[Rd] can one modify array in R memory from C++ without copying it?

Wed Nov 2 02:29:41 CET 2011

On Nov 1, 2011, at 9:08 PM, andre zege wrote:

> Hi, guys. I posted this by accident at rcpp-dev, although it meant to
> be only to r-dev, so don't flame me here please, rcpp guys will
> do it there, i am sure :).
> I have some pretty large arrays in R and i wanted to do some time
> consuming modifications of these arrays in C++ without actually copying
> them, just by passing pointers to them. Since i don't know internal data
> structures of R, i am not sure it's possible, but i thought it was. Here is
> some toy code that i thought should work, but doesn't. Maybe someone could
> point out the error i am making
> 
> i have the following in the passptr.cpp to multiply array elements by 2
> ===============================
> extern "C"{
> void modify(double *mem, int *nr, int *nc){
>  for(int i=0; i< (*nr)*(*nc); i++)
>    mem[i]=2*mem[i];
>   }
> }
> 
> ----------------------------------------------
> I compile it into a shared library using
> R CMD SHLIB passptr.cpp
> load and run from R as follows
> 
> --------------------------------
> 
>> dyn.load("/home/az05625/testarma/passptr.so")
> 
>> m<-matrix(1:10,nr=2)
> 
>> .C("modify", as.double(m), as.integer(2), as.integer(5), DUP=FALSE)
> 
>> From reading docs i thought that DUP=FALSE would ensure that R matrix is
> not copied and is multiplied by 2 in place. However, it's not the case,
> matrix m is the same after calling .C("modify"...)
> 

Since you called as.double() you created another copy that was modified, you are not passing m to the C code. The result of the .C() call will have the modified version.

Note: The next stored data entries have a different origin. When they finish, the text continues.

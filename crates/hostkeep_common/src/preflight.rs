//! Precondition Gate
//!
//! Runs once, before any mutating step: privilege, required tools, free
//! disk space. Reads host state only. Any failure ends the run with
//! exit code 1 and no step executes.

use crate::config::HostkeepConfig;
use crate::error::{format_kb, PreconditionError};
use crate::host::HostProbe;
use tracing::{debug, info};

/// Administrative account uid
pub const ROOT_UID: u32 = 0;

pub struct Preflight<'a> {
    config: &'a HostkeepConfig,
    host: &'a dyn HostProbe,
}

impl<'a> Preflight<'a> {
    pub fn new(config: &'a HostkeepConfig, host: &'a dyn HostProbe) -> Self {
        Self { config, host }
    }

    /// Run every check in order; the first failing one is returned
    pub fn check(&self) -> Result<(), PreconditionError> {
        self.check_privilege()?;
        self.check_dependencies()?;
        self.check_disk_space()?;
        info!("preflight passed");
        Ok(())
    }

    pub fn check_privilege(&self) -> Result<(), PreconditionError> {
        let euid = self.host.effective_uid();
        if euid != ROOT_UID {
            return Err(PreconditionError::InsufficientPrivilege { euid });
        }
        debug!("running as root");
        Ok(())
    }

    /// Reports every missing tool, in configured order
    pub fn check_dependencies(&self) -> Result<(), PreconditionError> {
        let missing: Vec<String> = self
            .config
            .required_tools
            .iter()
            .filter(|t| !self.host.tool_present(t))
            .cloned()
            .collect();

        if !missing.is_empty() {
            return Err(PreconditionError::MissingDependency(missing));
        }
        debug!("required tools present: {}", self.config.required_tools.join(", "));
        Ok(())
    }

    pub fn check_disk_space(&self) -> Result<(), PreconditionError> {
        let mount = self.config.disk_mount.display().to_string();
        let available_kb = self
            .host
            .available_kb(&self.config.disk_mount)
            .map_err(|source| PreconditionError::DiskQueryFailed {
                mount: mount.clone(),
                source,
            })?;
        let required_kb = self.config.min_free_kb;

        if available_kb < required_kb {
            return Err(PreconditionError::InsufficientDiskSpace {
                mount,
                required_kb,
                available_kb,
            });
        }
        info!(
            "disk space ok on {}: {} available, {} required",
            mount,
            format_kb(available_kb),
            format_kb(required_kb)
        );
        Ok(())
    }
}
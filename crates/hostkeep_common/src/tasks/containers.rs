//! Container runtime maintenance
//!
//! Stage the remote helper (fetch-or-reuse), run it, then prune unused
//! containers, networks, images and optionally volumes. The helper is
//! optional: when it cannot be staged or fails, pruning still happens and
//! the step reports a soft failure.

use crate::command_exec::CommandSpec;
use crate::features::{requires_tool, Eligibility};
use crate::runner::StepEnv;
use crate::steps::{StepFailure, StepResult};
use tracing::warn;

pub const RUNTIME: &str = "docker";

pub fn eligibility(env: &StepEnv<'_>) -> Eligibility {
    Eligibility::when(env.config.container_maintenance, "container maintenance disabled")
        .and(|| requires_tool(env.host, RUNTIME, "runtime"))
}

pub fn prune_commands(prune_volumes: bool) -> Vec<(&'static str, CommandSpec)> {
    let mut commands = vec![
        ("containers", docker(["container", "prune", "-f"])),
        ("networks", docker(["network", "prune", "-f"])),
        ("images", docker(["image", "prune", "-a", "-f"])),
    ];
    if prune_volumes {
        commands.push(("volumes", docker(["volume", "prune", "-f"])));
    }
    commands
}

fn docker<const N: usize>(args: [&str; N]) -> CommandSpec {
    CommandSpec::new(RUNTIME).args(args)
}

pub fn maintain_containers(env: &StepEnv<'_>) -> StepResult {
    let config = env.config;

    env.run(&docker(["info", "--format", "{{.ServerVersion}}"]))
        .map_err(|f| StepFailure::new(format!("runtime not responding: {}", f)))?;

    let mut notes = Vec::new();
    let mut problems = Vec::new();

    match env
        .stager
        .stage(&config.helper_url(), &config.helper_ref, &config.cache_dir)
    {
        Ok(helper) => {
            let spec = CommandSpec::new(helper.path.display().to_string()).args(config.helper_args());
            match env.run(&spec) {
                Ok(_) => notes.push(format!(
                    "helper {} ran ({})",
                    config.helper_ref,
                    if helper.cache_hit { "cached" } else { "fetched" }
                )),
                Err(f) => problems.push(format!("helper failed: {}", f)),
            }
            env.stager.release(&helper);
        }
        Err(e) => {
            warn!("skipping container helper: {}", e);
            problems.push(format!("helper unavailable: {}", e));
        }
    }

    let mut pruned = Vec::new();
    for (what, spec) in prune_commands(config.prune_volumes) {
        match env.run(&spec) {
            Ok(output) => match reclaimed_space(&output.stdout) {
                Some(space) if space != "0B" => pruned.push(format!("{} ({})", what, space)),
                _ => pruned.push(what.to_string()),
            },
            Err(f) => problems.push(f.message),
        }
    }
    if !pruned.is_empty() {
        notes.push(format!("pruned {}", pruned.join(", ")));
    }

    if problems.is_empty() {
        Ok(notes.join("; "))
    } else {
        notes.extend(problems);
        Err(StepFailure::new(notes.join("; ")))
    }
}

/// Value of docker's "Total reclaimed space: 1.2GB" line
pub fn reclaimed_space(stdout: &str) -> Option<String> {
    stdout
        .lines()
        .find_map(|l| l.trim().strip_prefix("Total reclaimed space:"))
        .map(|v| v.trim().to_string())
}
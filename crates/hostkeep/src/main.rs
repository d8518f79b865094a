//! hostkeep - unattended maintenance run for Debian-family hosts
//!
//! Order of a run:
//! 1. escalate to root (before anything is written)
//! 2. load configuration, open the log
//! 3. preflight and run lock
//! 4. the step plan
//! 5. summary, reboot check, exit code

mod cli;
mod errors;
mod escalate;
mod logging;

use anyhow::{Context, Result};
use clap::Parser;
use cli::Cli;
use errors::precondition_failed;
use escalate::Privilege;
use hostkeep_common::display;
use hostkeep_common::{
    standard_plan, AutoConfirm, CleanupRegistry, Confirm, Finalizer, HelperStager, HostProbe,
    HostkeepConfig, HttpFetcher, Preflight, RunContext, RunLock, StepRunner, SystemHost,
    SystemRunner, TerminalPrompt,
};
use tracing::info;

const VERSION: &str = env!("CARGO_PKG_VERSION");

fn main() {
    let cli = Cli::parse();
    let code = match run(cli) {
        Ok(code) => code,
        Err(e) => {
            tracing::error!("{:#}", e);
            display::error(&format!("{:#}", e));
            errors::EXIT_PRECONDITION
        }
    };
    std::process::exit(code);
}

fn run(cli: Cli) -> Result<i32> {
    if let Privilege::Denied(err) = escalate::ensure_root(cli.escalated)? {
        return Ok(precondition_failed(err, false));
    }

    let config = match HostkeepConfig::load(cli.config.as_deref()) {
        Ok(config) => config,
        Err(e) => return Ok(precondition_failed(e, false)),
    };
    let log_path = logging::init(&config, cli.verbose)?;

    let cleanup = CleanupRegistry::new();
    cleanup
        .install_signal_handler()
        .context("installing signal handler")?;
    let _cleanup_guard = cleanup.guard();

    let host = SystemHost::new();
    let mut ctx = RunContext::new(config, host.hostname());
    info!(
        "hostkeep {} run {} on {} started at {}",
        VERSION,
        ctx.run_id,
        ctx.hostname,
        ctx.started_at.to_rfc3339()
    );
    display::heading(&format!("hostkeep {} on {}", VERSION, ctx.hostname));
    println!("Log: {}", log_path.display());

    if let Err(e) = Preflight::new(&ctx.config, &host).check() {
        return Ok(precondition_failed(e, true));
    }
    let lock = match RunLock::acquire(&ctx.config.run_lock, &ctx.hostname) {
        Ok(lock) => lock,
        Err(e) => return Ok(precondition_failed(e, true)),
    };
    // an interrupt exits without running destructors
    cleanup.register(lock.path());

    let prompt: Box<dyn Confirm> = if cli.yes {
        Box::new(AutoConfirm::yes())
    } else {
        Box::new(TerminalPrompt::new())
    };
    let exec = SystemRunner::new();
    let fetcher = HttpFetcher::new().context("building HTTP client")?;
    let stager = HelperStager::new(&fetcher, cleanup.clone(), ctx.config.helper_policy);

    let plan = standard_plan();
    let report = StepRunner::new(&exec, &host, prompt.as_ref(), &stager).run(&plan, &mut ctx);
    info!("{} of {} steps processed", report.processed, plan.len());

    let final_report = Finalizer::new(&exec, &host, prompt.as_ref()).finalize(&ctx);
    Ok(final_report.exit_code)
}
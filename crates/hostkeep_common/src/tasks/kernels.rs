//! Old kernel pruning
//!
//! Keeps the running kernel plus the newest `keep_kernels` installed
//! `linux-image-<version>` packages and purges the rest. Kernels newer than
//! the running one (installed but not booted yet) are never touched.

use super::apt::apt_get;
use crate::command_exec::CommandSpec;
use crate::runner::StepEnv;
use crate::steps::{StepFailure, StepResult};
use std::cmp::Ordering;

const IMAGE_PREFIX: &str = "linux-image-";

pub fn prune_old_kernels(env: &StepEnv<'_>) -> StepResult {
    let running = env
        .run(&CommandSpec::new("uname").arg("-r"))?
        .stdout
        .trim()
        .to_string();
    if running.is_empty() {
        return Err(StepFailure::new("could not determine running kernel"));
    }

    // dpkg-query exits 1 when nothing matches the pattern
    let listing = env.run(
        &CommandSpec::new("dpkg-query")
            .args([
                "-W",
                "-f=${Package} ${db:Status-Abbrev}\\n",
                "linux-image-[0-9]*",
            ])
            .benign_codes(&[1]),
    )?;
    let installed = installed_kernel_packages(&listing.stdout);
    let doomed = kernels_to_purge(&installed, &running, env.config.keep_kernels);

    if doomed.is_empty() {
        return Ok(format!(
            "nothing to prune ({} installed, running {})",
            installed.len(),
            running
        ));
    }

    env.run(&apt_get(["purge", "-y"]).args(doomed.iter().cloned()))?;
    Ok(format!("purged {} old kernel(s): {}", doomed.len(), doomed.join(", ")))
}

/// Fully installed (`ii`) kernel image packages from dpkg-query output
pub fn installed_kernel_packages(listing: &str) -> Vec<String> {
    listing
        .lines()
        .filter_map(|line| {
            let mut parts = line.split_whitespace();
            let package = parts.next()?;
            let status = parts.next()?;
            (status.starts_with("ii") && package.starts_with(IMAGE_PREFIX))
                .then(|| package.to_string())
        })
        .collect()
}

/// Packages to purge, oldest first. Only kernels strictly older than the
/// running one qualify; the newest `keep` of those survive.
pub fn kernels_to_purge(installed: &[String], running: &str, keep: usize) -> Vec<String> {
    let running_version = upstream_version(running);

    let mut older: Vec<&String> = installed
        .iter()
        .filter(|p| {
            compare_versions(upstream_version(version_of(p)), running_version) == Ordering::Less
        })
        .collect();
    // newest first
    older.sort_by(|a, b| compare_packages(b, a));

    let mut doomed: Vec<String> = older.into_iter().skip(keep).cloned().collect();
    doomed.sort_by(|a, b| compare_packages(a, b));
    doomed
}

fn version_of(package: &str) -> &str {
    package.strip_prefix(IMAGE_PREFIX).unwrap_or(package)
}

/// Kernel release without its flavour: "6.1.0-18-amd64" -> "6.1.0-18",
/// "6.6.51+rpt-rpi-v8" -> "6.6.51"
pub fn upstream_version(release: &str) -> &str {
    let base = release.split('+').next().unwrap_or(release);
    let mut end = 0;
    for (i, segment) in base.split('-').enumerate() {
        if !segment.starts_with(|c: char| c.is_ascii_digit()) {
            break;
        }
        end += segment.len() + usize::from(i > 0);
    }
    &base[..end]
}

fn compare_packages(a: &str, b: &str) -> Ordering {
    compare_versions(upstream_version(version_of(a)), upstream_version(version_of(b)))
        .then_with(|| a.cmp(b))
}

/// Numeric-aware comparison: "6.1.0-18" > "6.1.0-9"
pub fn compare_versions(a: &str, b: &str) -> Ordering {
    let numbers = |s: &str| -> Vec<u64> {
        s.split(|c: char| !c.is_ascii_digit())
            .filter(|p| !p.is_empty())
            .filter_map(|p| p.parse().ok())
            .collect()
    };
    numbers(a).cmp(&numbers(b)).then_with(|| a.cmp(b))
}
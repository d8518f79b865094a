//! Conditional feature selection
//!
//! Pure predicates over host state deciding which optional steps may run.
//! Evaluated fresh on every run; nothing here is cached.

use crate::host::HostProbe;

/// Substring identifying the target board family
pub const TARGET_HARDWARE: &str = "Raspberry Pi";

/// Result of an eligibility predicate
#[derive(Debug, Clone, PartialEq, Eq)]
pub enum Eligibility {
    Eligible,
    /// Carries the reason recorded with the `skipped` outcome
    Ineligible(String),
}

impl Eligibility {
    pub fn is_eligible(&self) -> bool {
        matches!(self, Eligibility::Eligible)
    }

    /// Eligible when `cond` holds, otherwise ineligible with `reason`
    pub fn when(cond: bool, reason: impl Into<String>) -> Self {
        if cond {
            Eligibility::Eligible
        } else {
            Eligibility::Ineligible(reason.into())
        }
    }

    /// First ineligible result wins
    pub fn and(self, other: impl FnOnce() -> Eligibility) -> Self {
        match self {
            Eligibility::Eligible => other(),
            ineligible => ineligible,
        }
    }
}

/// Is this Raspberry Pi-class hardware?
pub fn is_target_hardware(host: &dyn HostProbe) -> bool {
    host.hardware_model()
        .map(|m| m.contains(TARGET_HARDWARE))
        .unwrap_or(false)
}

pub fn tool_present(host: &dyn HostProbe, name: &str) -> bool {
    host.tool_present(name)
}

/// Eligibility gated on a tool being installed
pub fn requires_tool(host: &dyn HostProbe, name: &str, what: &str) -> Eligibility {
    Eligibility::when(tool_present(host, name), format!("{} not installed", what))
}

#[cfg(test)]
mod tests {
    use super::*;
    use crate::host::FakeHost;

    #[test]
    fn test_target_hardware_detection() {
        let pi = FakeHost::new().with_model("Raspberry Pi 5 Model B Rev 1.0");
        let pc = FakeHost::new().with_model("QEMU Standard PC");
        let unknown = FakeHost::new();

        assert!(is_target_hardware(&pi));
        assert!(!is_target_hardware(&pc));
        assert!(!is_target_hardware(&unknown));
    }

    #[test]
    fn test_requires_tool_reason() {
        let host = FakeHost::new();
        assert_eq!(
            requires_tool(&host, "docker", "runtime"),
            Eligibility::Ineligible("runtime not installed".to_string())
        );
    }

    #[test]
    fn test_and_short_circuits() {
        let mut evaluated = false;
        let result = Eligibility::Ineligible("first".into()).and(|| {
            evaluated = true;
            Eligibility::Eligible
        });
        assert_eq!(result, Eligibility::Ineligible("first".into()));
        assert!(!evaluated);
        assert!(Eligibility::Eligible.and(|| Eligibility::Eligible).is_eligible());
    }
}
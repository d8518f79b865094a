//! Vendor-supplied maintenance script

use crate::command_exec::CommandSpec;
use crate::features::Eligibility;
use crate::runner::StepEnv;
use crate::steps::StepResult;

pub fn eligibility(env: &StepEnv<'_>) -> Eligibility {
    let script = &env.config.vendor_script;
    Eligibility::when(
        env.host.path_exists(script),
        format!("no vendor script at {}", script.display()),
    )
}

/// Make the script executable, then run it with no arguments
pub fn run_vendor_script(env: &StepEnv<'_>) -> StepResult {
    let script = env.config.vendor_script.display().to_string();
    env.run(&CommandSpec::new("chmod").args(["+x", script.as_str()]))?;
    env.run(&CommandSpec::new(script.clone()))?;
    Ok(format!("{} completed", script))
}
//! The maintenance plan
//!
//! Order is fixed: package lists before the upgrade, cleanup after it (so
//! newly obsolete packages are known), helper staging before its use,
//! hardware-specific work last.

pub mod apt;
pub mod containers;
pub mod firmware;
pub mod journal;
pub mod kernels;
pub mod vendor;

use crate::features::requires_tool;
use crate::steps::{FailureMode, MaintenanceStep};

use FailureMode::{AbortOnFailure, ContinueOnFailure};

pub fn standard_plan() -> Vec<MaintenanceStep> {
    vec![
        MaintenanceStep::new(
            "package-lists",
            "Refresh package lists",
            AbortOnFailure,
            apt::refresh_package_lists,
        ),
        MaintenanceStep::new(
            "install-dependencies",
            "Install helper dependencies",
            ContinueOnFailure,
            apt::install_dependencies,
        ),
        MaintenanceStep::new(
            "full-upgrade",
            "Full system upgrade",
            AbortOnFailure,
            apt::full_upgrade,
        ),
        MaintenanceStep::new("snap-refresh", "Refresh snaps", ContinueOnFailure, apt::snap_refresh)
            .eligible_when(|env| requires_tool(env.host, "snap", "snapd")),
        MaintenanceStep::new(
            "cleanup",
            "Remove unused packages and clean cache",
            ContinueOnFailure,
            apt::cleanup,
        ),
        MaintenanceStep::new(
            "kernel-prune",
            "Prune old kernels",
            ContinueOnFailure,
            kernels::prune_old_kernels,
        )
        .eligible_when(|env| requires_tool(env.host, "dpkg-query", "dpkg-query")),
        MaintenanceStep::new(
            "journal-vacuum",
            "Trim journal",
            ContinueOnFailure,
            journal::vacuum_journal,
        )
        .eligible_when(|env| requires_tool(env.host, "journalctl", "journalctl")),
        MaintenanceStep::new(
            "container-maintenance",
            "Container runtime maintenance",
            ContinueOnFailure,
            containers::maintain_containers,
        )
        .eligible_when(containers::eligibility),
        MaintenanceStep::new(
            "eeprom-update",
            "Raspberry Pi bootloader EEPROM",
            ContinueOnFailure,
            firmware::update_eeprom,
        )
        .eligible_when(firmware::eeprom_eligibility)
        .confirm("Check and apply Raspberry Pi bootloader EEPROM updates?"),
        MaintenanceStep::new(
            "fwupd-update",
            "Firmware updates (fwupd)",
            ContinueOnFailure,
            firmware::update_fwupd,
        )
        .eligible_when(firmware::fwupd_eligibility)
        .confirm("Check and install firmware updates with fwupd?"),
        MaintenanceStep::new(
            "vendor-script",
            "Vendor maintenance script",
            ContinueOnFailure,
            vendor::run_vendor_script,
        )
        .eligible_when(vendor::eligibility),
    ]
}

See recent discussion on this list - .C is always less efficient than .Call anyway.

> as it was before. Am i calling incorrectly, or is it just impossible to
> modify R matrix in place from C++? Would greatly appreciate any pointers.
> 

The real answer it you don't want to do it. It is technically possible with .Call in some instances, but it is extremely dangerous, because you may modify other, unrelated (other than by value) objects. Note that R uses pass-by-value semantics throughout, so it should not be possible. For example foo(x) takes the value of x, the function foo() has absolutely no idea that the value comes from the binding of x, it is just the value, so it can't modify x. It is technically possible only because R does some optimizations and doesn't copy x if not needed, but it assumes that everyone plays along. However, exploiting that can have unwanted effects:

> library(inline)
> foo = cfunction(signature(x="integer"), "INTEGER(x)[0]=1; return x;")
> a=0L
> b=a
> foo(a)
[1] 1
> a
[1] 1
> b
[1] 1

As you can see "b" is modified even though it was not involved in the call at all! Tracing such issues can be a nightmare, so the answer is "you don't want to do it".

Cheers,
Simon